§ TASK: Every single record below is to be reproduced exactly.

§ INPUT FOR THIS TASK:

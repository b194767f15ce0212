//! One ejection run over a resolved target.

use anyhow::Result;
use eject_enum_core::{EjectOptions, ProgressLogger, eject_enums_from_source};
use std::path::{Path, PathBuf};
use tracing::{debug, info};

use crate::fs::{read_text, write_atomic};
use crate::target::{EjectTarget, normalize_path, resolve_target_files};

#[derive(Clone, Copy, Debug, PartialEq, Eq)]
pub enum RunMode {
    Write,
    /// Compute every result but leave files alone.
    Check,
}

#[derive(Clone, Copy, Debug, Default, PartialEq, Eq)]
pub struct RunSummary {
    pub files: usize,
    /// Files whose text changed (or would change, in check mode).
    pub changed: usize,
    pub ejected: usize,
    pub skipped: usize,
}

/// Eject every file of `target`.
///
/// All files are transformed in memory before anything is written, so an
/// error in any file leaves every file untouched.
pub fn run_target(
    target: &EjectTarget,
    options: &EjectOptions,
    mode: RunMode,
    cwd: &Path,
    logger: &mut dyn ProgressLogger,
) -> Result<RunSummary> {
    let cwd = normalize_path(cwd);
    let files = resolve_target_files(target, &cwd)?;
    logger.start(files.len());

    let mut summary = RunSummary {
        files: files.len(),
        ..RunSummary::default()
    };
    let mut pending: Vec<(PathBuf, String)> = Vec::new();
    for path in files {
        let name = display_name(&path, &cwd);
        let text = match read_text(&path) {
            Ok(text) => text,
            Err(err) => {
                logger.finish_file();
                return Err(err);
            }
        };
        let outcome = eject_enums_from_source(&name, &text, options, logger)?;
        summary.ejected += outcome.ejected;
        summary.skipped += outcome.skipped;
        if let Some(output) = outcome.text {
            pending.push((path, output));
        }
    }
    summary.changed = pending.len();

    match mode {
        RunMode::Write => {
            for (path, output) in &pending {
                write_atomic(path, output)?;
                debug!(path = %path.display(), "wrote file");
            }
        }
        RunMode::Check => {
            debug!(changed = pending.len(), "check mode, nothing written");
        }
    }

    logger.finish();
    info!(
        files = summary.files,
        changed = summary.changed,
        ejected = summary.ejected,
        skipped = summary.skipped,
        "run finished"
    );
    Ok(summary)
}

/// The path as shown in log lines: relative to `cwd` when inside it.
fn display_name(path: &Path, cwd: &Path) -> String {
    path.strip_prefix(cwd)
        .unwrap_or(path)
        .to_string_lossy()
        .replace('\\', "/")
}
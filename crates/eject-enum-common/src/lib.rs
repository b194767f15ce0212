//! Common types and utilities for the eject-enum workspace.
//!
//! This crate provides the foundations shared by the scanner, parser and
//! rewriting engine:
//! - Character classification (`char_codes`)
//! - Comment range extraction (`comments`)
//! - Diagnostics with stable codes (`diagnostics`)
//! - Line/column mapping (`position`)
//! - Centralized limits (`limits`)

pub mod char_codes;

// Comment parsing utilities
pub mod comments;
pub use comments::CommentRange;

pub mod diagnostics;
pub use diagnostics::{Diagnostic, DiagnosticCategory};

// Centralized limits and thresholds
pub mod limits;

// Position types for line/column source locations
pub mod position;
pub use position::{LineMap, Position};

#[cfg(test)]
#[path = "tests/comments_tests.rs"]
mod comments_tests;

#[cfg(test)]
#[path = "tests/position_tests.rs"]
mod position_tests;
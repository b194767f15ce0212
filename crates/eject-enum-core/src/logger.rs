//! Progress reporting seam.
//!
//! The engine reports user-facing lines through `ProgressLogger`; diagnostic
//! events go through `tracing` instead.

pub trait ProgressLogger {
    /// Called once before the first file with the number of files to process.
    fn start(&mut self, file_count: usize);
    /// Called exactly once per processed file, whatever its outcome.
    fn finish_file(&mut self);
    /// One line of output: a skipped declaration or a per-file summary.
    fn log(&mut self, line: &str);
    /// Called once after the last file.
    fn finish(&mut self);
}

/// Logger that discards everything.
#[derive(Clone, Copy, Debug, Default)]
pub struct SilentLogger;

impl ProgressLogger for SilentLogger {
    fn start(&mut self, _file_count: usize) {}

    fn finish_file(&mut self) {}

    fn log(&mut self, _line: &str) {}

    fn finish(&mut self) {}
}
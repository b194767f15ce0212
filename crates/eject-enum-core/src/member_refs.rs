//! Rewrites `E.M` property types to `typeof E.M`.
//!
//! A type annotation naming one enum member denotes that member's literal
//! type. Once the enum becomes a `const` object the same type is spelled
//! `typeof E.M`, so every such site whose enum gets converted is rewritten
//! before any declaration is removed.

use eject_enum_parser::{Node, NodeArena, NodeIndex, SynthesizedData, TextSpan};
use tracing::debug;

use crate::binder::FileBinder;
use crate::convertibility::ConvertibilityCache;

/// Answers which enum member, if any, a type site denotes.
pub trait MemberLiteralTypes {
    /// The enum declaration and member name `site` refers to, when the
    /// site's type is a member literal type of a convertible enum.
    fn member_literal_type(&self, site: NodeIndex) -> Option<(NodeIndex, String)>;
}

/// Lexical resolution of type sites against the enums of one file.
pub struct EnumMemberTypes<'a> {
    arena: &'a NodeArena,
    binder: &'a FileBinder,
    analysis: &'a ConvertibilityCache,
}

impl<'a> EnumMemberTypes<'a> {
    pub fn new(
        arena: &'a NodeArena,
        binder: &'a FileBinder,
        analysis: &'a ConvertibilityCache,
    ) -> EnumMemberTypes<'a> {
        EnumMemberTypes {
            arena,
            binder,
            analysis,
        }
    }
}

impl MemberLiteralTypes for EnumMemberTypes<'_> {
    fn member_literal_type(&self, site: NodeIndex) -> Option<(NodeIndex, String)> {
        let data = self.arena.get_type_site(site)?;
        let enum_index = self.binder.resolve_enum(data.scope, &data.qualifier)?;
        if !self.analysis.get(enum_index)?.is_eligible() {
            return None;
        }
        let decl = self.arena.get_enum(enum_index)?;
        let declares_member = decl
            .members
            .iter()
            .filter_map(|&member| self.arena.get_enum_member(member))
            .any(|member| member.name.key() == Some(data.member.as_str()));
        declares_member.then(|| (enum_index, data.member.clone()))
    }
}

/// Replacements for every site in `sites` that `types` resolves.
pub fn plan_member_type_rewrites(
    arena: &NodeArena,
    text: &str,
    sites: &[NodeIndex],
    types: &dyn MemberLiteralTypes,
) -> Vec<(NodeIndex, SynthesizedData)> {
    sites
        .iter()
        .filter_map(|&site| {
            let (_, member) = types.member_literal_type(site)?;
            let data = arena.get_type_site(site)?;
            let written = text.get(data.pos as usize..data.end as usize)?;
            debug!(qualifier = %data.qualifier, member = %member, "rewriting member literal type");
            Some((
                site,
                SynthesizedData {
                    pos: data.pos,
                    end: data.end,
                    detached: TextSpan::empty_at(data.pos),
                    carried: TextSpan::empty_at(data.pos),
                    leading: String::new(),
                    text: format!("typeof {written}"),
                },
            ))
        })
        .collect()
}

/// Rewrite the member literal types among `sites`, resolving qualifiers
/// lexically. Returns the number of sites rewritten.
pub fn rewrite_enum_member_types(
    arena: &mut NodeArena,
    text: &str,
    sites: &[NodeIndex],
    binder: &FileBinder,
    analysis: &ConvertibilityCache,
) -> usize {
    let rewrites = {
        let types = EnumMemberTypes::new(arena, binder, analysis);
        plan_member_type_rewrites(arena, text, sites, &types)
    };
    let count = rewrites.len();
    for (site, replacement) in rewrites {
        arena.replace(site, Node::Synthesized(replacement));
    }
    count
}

§ ANSWER BOX:
repository b194767f15ce0212
//! One ejection run over a resolved target.

use anyhow::Result;
use eject_enum_core::{EjectOptions, ProgressLogger, eject_enums_from_source};
use std::path::{Path, PathBuf};
use tracing::{debug, info};

use crate::fs::{read_text, write_atomic};
use crate::target::{EjectTarget, normalize_path, resolve_target_files};

#[derive(Clone, Copy, Debug, PartialEq, Eq)]
pub enum RunMode {
    Write,
    /// Compute every result but leave files alone.
    Check,
}

#[derive(Clone, Copy, Debug, Default, PartialEq, Eq)]
pub struct RunSummary {
    pub files: usize,
    /// Files whose text changed (or would change, in check mode).
    pub changed: usize,
    pub ejected: usize,
    pub skipped: usize,
}

/// Eject every file of `target`.
///
/// All files are transformed in memory before anything is written, so an
/// error in any file leaves every file untouched.
pub fn run_target(
    target: &EjectTarget,
    options: &EjectOptions,
    mode: RunMode,
    cwd: &Path,
    logger: &mut dyn ProgressLogger,
) -> Result<RunSummary> {
    let cwd = normalize_path(cwd);
    let files = resolve_target_files(target, &cwd)?;
    logger.start(files.len());

    let mut summary = RunSummary {
        files: files.len(),
        ..RunSummary::default()
    };
    let mut pending: Vec<(PathBuf, String)> = Vec::new();
    for path in files {
        let name = display_name(&path, &cwd);
        let text = match read_text(&path) {
            Ok(text) => text,
            Err(err) => {
                logger.finish_file();
                return Err(err);
            }
        };
        let outcome = eject_enums_from_source(&name, &text, options, logger)?;
        summary.ejected += outcome.ejected;
        summary.skipped += outcome.skipped;
        if let Some(output) = outcome.text {
            pending.push((path, output));
        }
    }
    summary.changed = pending.len();

    match mode {
        RunMode::Write => {
            for (path, output) in &pending {
                write_atomic(path, output)?;
                debug!(path = %path.display(), "wrote file");
            }
        }
        RunMode::Check => {
            debug!(changed = pending.len(), "check mode, nothing written");
        }
    }

    logger.finish();
    info!(
        files = summary.files,
        changed = summary.changed,
        ejected = summary.ejected,
        skipped = summary.skipped,
        "run finished"
    );
    Ok(summary)
}

/// The path as shown in log lines: relative to `cwd` when inside it.
fn display_name(path: &Path, cwd: &Path) -> String {
    path.strip_prefix(cwd)
        .unwrap_or(path)
        .to_string_lossy()
        .replace('\\', "/")
}
filename crates/eject-enum-common/src/lib.rs
repository b194767f15ce0212
//! Common types and utilities for the eject-enum workspace.
//!
//! This crate provides the foundations shared by the scanner, parser and
//! rewriting engine:
//! - Character classification (`char_codes`)
//! - Comment range extraction (`comments`)
//! - Diagnostics with stable codes (`diagnostics`)
//! - Line/column mapping (`position`)
//! - Centralized limits (`limits`)

pub mod char_codes;

// Comment parsing utilities
pub mod comments;
pub use comments::CommentRange;

pub mod diagnostics;
pub use diagnostics::{Diagnostic, DiagnosticCategory};

// Centralized limits and thresholds
pub mod limits;

// Position types for line/column source locations
pub mod position;
pub use position::{LineMap, Position};

#[cfg(test)]
#[path = "tests/comments_tests.rs"]
mod comments_tests;

#[cfg(test)]
#[path = "tests/position_tests.rs"]
mod position_tests;
repository b194767f15ce0212
filename crates/eject-enum-core/src/logger.rs
//! Progress reporting seam.
//!
//! The engine reports user-facing lines through `ProgressLogger`; diagnostic
//! events go through `tracing` instead.

pub trait ProgressLogger {
    /// Called once before the first file with the number of files to process.
    fn start(&mut self, file_count: usize);
    /// Called exactly once per processed file, whatever its outcome.
    fn finish_file(&mut self);
    /// One line of output: a skipped declaration or a per-file summary.
    fn log(&mut self, line: &str);
    /// Called once after the last file.
    fn finish(&mut self);
}

/// Logger that discards everything.
#[derive(Clone, Copy, Debug, Default)]
pub struct SilentLogger;

impl ProgressLogger for SilentLogger {
    fn start(&mut self, _file_count: usize) {}

    fn finish_file(&mut self) {}

    fn log(&mut self, _line: &str) {}

    fn finish(&mut self) {}
}
repository b194767f15ce0212
filename crates/eject-enum-core/src/member_refs.rs
//! Rewrites `E.M` property types to `typeof E.M`.
//!
//! A type annotation naming one enum member denotes that member's literal
//! type. Once the enum becomes a `const` object the same type is spelled
//! `typeof E.M`, so every such site whose enum gets converted is rewritten
//! before any declaration is removed.

use eject_enum_parser::{Node, NodeArena, NodeIndex, SynthesizedData, TextSpan};
use tracing::debug;

use crate::binder::FileBinder;
use crate::convertibility::ConvertibilityCache;

/// Answers which enum member, if any, a type site denotes.
pub trait MemberLiteralTypes {
    /// The enum declaration and member name `site` refers to, when the
    /// site's type is a member literal type of a convertible enum.
    fn member_literal_type(&self, site: NodeIndex) -> Option<(NodeIndex, String)>;
}

/// Lexical resolution of type sites against the enums of one file.
pub struct EnumMemberTypes<'a> {
    arena: &'a NodeArena,
    binder: &'a FileBinder,
    analysis: &'a ConvertibilityCache,
}

impl<'a> EnumMemberTypes<'a> {
    pub fn new(
        arena: &'a NodeArena,
        binder: &'a FileBinder,
        analysis: &'a ConvertibilityCache,
    ) -> EnumMemberTypes<'a> {
        EnumMemberTypes {
            arena,
            binder,
            analysis,
        }
    }
}

impl MemberLiteralTypes for EnumMemberTypes<'_> {
    fn member_literal_type(&self, site: NodeIndex) -> Option<(NodeIndex, String)> {
        let data = self.arena.get_type_site(site)?;
        let enum_index = self.binder.resolve_enum(data.scope, &data.qualifier)?;
        if !self.analysis.get(enum_index)?.is_eligible() {
            return None;
        }
        let decl = self.arena.get_enum(enum_index)?;
        let declares_member = decl
            .members
            .iter()
            .filter_map(|&member| self.arena.get_enum_member(member))
            .any(|member| member.name.key() == Some(data.member.as_str()));
        declares_member.then(|| (enum_index, data.member.clone()))
    }
}

/// Replacements for every site in `sites` that `types` resolves.
pub fn plan_member_type_rewrites(
    arena: &NodeArena,
    text: &str,
    sites: &[NodeIndex],
    types: &dyn MemberLiteralTypes,
) -> Vec<(NodeIndex, SynthesizedData)> {
    sites
        .iter()
        .filter_map(|&site| {
            let (_, member) = types.member_literal_type(site)?;
            let data = arena.get_type_site(site)?;
            let written = text.get(data.pos as usize..data.end as usize)?;
            debug!(qualifier = %data.qualifier, member = %member, "rewriting member literal type");
            Some((
                site,
                SynthesizedData {
                    pos: data.pos,
                    end: data.end,
                    detached: TextSpan::empty_at(data.pos),
                    carried: TextSpan::empty_at(data.pos),
                    leading: String::new(),
                    text: format!("typeof {written}"),
                },
            ))
        })
        .collect()
}

/// Rewrite the member literal types among `sites`, resolving qualifiers
/// lexically. Returns the number of sites rewritten.
pub fn rewrite_enum_member_types(
    arena: &mut NodeArena,
    text: &str,
    sites: &[NodeIndex],
    binder: &FileBinder,
    analysis: &ConvertibilityCache,
) -> usize {
    let rewrites = {
        let types = EnumMemberTypes::new(arena, binder, analysis);
        plan_member_type_rewrites(arena, text, sites, &types)
    };
    let count = rewrites.len();
    for (site, replacement) in rewrites {
        arena.replace(site, Node::Synthesized(replacement));
    }
    count
}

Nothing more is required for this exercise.